— AIM OF THE TASK —
Identify each line below containing the string "output" and copy it.

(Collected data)
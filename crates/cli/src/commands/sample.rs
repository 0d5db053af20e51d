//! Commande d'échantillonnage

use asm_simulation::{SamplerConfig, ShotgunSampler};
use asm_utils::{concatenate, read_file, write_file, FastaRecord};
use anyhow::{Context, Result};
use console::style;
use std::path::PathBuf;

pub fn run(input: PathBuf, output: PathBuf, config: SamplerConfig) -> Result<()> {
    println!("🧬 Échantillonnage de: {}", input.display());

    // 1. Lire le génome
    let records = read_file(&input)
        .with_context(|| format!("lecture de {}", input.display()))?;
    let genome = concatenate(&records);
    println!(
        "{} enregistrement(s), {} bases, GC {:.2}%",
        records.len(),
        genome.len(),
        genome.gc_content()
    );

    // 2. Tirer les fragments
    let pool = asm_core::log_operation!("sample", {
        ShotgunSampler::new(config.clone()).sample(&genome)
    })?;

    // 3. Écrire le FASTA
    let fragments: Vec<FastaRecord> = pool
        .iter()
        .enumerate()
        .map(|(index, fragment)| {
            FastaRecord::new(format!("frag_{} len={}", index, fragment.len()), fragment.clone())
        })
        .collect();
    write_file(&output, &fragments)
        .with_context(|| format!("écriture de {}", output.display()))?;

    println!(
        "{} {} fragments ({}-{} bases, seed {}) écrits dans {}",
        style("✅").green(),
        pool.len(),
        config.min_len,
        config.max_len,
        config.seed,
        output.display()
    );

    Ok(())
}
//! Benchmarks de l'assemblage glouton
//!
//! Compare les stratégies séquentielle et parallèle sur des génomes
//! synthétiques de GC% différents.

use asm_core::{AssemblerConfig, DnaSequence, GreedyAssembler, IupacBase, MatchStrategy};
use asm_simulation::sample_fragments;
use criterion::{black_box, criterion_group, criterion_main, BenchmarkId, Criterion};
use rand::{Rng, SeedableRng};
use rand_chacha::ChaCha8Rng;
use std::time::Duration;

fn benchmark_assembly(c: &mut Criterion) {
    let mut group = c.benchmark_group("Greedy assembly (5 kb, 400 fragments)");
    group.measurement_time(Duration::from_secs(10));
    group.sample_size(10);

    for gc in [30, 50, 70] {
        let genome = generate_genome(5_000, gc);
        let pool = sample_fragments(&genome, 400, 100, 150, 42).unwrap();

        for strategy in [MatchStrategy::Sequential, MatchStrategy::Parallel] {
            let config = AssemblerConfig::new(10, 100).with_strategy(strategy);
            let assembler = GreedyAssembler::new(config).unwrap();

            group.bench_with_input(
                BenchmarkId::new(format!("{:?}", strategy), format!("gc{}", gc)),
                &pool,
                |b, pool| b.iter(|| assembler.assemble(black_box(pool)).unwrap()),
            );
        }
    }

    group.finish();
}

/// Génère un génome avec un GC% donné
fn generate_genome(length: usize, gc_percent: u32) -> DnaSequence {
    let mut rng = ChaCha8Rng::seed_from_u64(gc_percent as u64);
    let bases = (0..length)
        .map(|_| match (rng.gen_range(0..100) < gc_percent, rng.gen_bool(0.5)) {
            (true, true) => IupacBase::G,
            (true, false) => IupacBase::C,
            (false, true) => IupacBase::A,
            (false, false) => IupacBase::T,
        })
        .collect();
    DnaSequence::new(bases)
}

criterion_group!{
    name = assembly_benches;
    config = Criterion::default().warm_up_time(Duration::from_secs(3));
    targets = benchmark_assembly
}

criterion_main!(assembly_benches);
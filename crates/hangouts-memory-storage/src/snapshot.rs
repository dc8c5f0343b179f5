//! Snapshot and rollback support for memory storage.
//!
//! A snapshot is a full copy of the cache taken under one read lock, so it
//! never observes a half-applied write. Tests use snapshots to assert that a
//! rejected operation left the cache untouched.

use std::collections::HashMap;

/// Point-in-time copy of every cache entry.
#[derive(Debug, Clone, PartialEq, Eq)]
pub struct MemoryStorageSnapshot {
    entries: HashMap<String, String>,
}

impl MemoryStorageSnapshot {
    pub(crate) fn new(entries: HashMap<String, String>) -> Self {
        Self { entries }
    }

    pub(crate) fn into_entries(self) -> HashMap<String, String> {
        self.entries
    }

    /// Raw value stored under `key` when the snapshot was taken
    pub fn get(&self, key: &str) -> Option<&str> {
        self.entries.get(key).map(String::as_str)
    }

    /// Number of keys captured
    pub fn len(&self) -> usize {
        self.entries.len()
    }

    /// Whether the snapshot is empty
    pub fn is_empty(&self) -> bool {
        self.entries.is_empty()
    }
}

— TASK ANSWER —
pub fn run(input: PathBuf, output: PathBuf, config: SamplerConfig) -> Result<()> {
    write_file(&output, &fragments)
        .with_context(|| format!("écriture de {}", output.display()))?;
        output.display()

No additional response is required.